(Collected data entries)
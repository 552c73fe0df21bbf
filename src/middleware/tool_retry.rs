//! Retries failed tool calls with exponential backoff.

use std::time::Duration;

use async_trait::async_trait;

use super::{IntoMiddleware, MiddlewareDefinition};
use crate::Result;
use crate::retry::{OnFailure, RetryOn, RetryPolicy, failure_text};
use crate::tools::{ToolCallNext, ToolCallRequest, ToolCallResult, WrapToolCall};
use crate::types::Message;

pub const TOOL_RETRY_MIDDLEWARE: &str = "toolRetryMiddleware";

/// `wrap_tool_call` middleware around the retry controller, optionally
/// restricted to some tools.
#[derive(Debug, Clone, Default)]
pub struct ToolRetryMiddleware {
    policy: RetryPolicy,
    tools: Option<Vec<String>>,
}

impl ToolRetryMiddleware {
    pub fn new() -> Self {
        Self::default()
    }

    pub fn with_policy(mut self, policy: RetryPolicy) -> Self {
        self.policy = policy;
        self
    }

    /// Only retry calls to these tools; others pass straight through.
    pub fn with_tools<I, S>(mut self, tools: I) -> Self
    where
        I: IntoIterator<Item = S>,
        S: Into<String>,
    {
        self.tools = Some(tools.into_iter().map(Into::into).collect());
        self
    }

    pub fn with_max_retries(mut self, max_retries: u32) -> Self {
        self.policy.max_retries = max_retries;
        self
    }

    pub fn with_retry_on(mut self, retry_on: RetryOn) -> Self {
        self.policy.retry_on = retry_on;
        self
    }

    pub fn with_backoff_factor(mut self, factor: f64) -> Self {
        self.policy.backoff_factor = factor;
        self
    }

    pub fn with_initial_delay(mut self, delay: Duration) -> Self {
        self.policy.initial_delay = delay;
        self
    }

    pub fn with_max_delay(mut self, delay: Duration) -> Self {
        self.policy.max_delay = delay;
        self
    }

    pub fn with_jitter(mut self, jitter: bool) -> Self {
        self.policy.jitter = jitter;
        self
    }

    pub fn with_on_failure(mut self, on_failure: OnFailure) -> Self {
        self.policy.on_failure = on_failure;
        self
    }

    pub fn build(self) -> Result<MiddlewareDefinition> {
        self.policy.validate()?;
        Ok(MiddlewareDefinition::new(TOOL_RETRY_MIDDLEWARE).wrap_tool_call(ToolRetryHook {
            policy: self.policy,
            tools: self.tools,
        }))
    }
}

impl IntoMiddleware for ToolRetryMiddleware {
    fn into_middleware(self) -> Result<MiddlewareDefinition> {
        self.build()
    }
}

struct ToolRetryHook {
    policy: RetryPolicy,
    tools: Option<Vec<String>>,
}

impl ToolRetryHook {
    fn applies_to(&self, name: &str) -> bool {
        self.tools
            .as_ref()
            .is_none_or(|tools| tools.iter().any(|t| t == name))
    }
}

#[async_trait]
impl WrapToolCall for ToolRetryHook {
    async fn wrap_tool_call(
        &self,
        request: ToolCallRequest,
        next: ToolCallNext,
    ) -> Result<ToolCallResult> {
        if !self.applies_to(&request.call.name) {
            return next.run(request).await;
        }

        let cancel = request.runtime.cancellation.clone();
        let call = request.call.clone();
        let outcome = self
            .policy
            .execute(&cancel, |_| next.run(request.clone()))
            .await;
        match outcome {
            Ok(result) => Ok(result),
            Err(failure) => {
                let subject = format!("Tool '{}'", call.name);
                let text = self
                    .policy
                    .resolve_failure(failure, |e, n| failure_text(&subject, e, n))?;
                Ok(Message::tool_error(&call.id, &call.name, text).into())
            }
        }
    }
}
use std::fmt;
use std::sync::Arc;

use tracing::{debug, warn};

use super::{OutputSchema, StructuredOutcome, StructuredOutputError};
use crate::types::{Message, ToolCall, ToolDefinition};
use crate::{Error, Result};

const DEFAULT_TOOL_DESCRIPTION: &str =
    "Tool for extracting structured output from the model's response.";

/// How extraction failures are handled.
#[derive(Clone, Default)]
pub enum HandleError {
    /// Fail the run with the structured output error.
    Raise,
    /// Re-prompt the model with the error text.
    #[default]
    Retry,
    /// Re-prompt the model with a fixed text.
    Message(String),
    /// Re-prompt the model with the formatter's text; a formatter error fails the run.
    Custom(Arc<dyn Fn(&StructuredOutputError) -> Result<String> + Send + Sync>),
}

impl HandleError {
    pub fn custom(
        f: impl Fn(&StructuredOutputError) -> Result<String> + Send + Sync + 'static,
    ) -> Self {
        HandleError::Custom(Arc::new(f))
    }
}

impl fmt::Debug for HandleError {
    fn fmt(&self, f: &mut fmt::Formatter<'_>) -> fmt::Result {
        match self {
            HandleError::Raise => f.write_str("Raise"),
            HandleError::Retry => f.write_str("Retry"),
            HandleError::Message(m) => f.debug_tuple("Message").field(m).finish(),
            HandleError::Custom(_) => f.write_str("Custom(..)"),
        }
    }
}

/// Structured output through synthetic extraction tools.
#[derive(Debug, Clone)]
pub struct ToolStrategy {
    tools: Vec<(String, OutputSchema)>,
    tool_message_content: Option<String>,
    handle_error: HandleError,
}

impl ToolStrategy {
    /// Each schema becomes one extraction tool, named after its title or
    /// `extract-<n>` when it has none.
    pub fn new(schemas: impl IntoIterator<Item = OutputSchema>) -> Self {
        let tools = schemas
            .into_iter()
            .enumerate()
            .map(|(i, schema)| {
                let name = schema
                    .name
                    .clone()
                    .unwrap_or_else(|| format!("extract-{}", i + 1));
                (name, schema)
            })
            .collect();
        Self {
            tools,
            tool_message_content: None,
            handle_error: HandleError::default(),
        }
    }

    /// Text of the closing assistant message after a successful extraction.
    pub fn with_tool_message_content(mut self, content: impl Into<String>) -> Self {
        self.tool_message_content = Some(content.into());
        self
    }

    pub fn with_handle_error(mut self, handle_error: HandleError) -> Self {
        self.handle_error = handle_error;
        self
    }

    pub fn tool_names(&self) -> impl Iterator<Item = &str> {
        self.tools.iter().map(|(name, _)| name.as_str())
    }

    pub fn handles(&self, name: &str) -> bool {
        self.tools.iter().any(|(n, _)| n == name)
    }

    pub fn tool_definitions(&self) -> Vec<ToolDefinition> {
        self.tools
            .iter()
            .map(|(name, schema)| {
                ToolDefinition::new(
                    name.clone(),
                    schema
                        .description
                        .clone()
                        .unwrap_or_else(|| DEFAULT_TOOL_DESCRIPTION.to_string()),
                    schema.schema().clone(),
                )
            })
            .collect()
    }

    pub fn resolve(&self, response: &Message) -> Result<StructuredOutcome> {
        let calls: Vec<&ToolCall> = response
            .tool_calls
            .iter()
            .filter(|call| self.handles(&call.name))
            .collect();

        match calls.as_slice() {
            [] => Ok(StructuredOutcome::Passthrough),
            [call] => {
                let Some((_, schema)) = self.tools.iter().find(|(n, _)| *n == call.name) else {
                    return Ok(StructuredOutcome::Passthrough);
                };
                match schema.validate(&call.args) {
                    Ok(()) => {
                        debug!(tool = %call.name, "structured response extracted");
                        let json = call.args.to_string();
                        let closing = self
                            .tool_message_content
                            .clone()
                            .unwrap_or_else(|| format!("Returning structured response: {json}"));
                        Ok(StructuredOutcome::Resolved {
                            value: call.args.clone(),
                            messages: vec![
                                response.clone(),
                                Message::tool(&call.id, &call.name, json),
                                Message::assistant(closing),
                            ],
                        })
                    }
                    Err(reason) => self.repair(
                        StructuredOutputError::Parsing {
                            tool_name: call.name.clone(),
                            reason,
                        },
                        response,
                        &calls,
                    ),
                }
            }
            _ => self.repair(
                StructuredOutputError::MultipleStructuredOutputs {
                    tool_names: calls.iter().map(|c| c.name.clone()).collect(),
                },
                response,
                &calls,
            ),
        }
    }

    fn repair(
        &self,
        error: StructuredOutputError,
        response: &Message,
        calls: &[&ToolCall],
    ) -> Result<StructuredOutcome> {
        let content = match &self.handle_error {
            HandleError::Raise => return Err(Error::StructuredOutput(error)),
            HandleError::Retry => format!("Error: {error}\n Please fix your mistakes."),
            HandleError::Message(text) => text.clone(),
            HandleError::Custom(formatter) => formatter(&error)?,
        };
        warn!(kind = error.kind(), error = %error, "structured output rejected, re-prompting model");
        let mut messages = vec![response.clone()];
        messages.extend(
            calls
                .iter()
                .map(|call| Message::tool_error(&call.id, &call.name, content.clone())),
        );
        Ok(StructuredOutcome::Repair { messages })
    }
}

— What you need to do —
Verbatim output is expected for the lines from the start of the data to the line in which "retry controller, optionally" appears, both included.

— Task solution —
repository 552c73fe0df21bbf
filename src/middleware/tool_retry.rs
//! Retries failed tool calls with exponential backoff.

use std::time::Duration;

use async_trait::async_trait;

use super::{IntoMiddleware, MiddlewareDefinition};
use crate::Result;
use crate::retry::{OnFailure, RetryOn, RetryPolicy, failure_text};
use crate::tools::{ToolCallNext, ToolCallRequest, ToolCallResult, WrapToolCall};
use crate::types::Message;

pub const TOOL_RETRY_MIDDLEWARE: &str = "toolRetryMiddleware";

/// `wrap_tool_call` middleware around the retry controller, optionally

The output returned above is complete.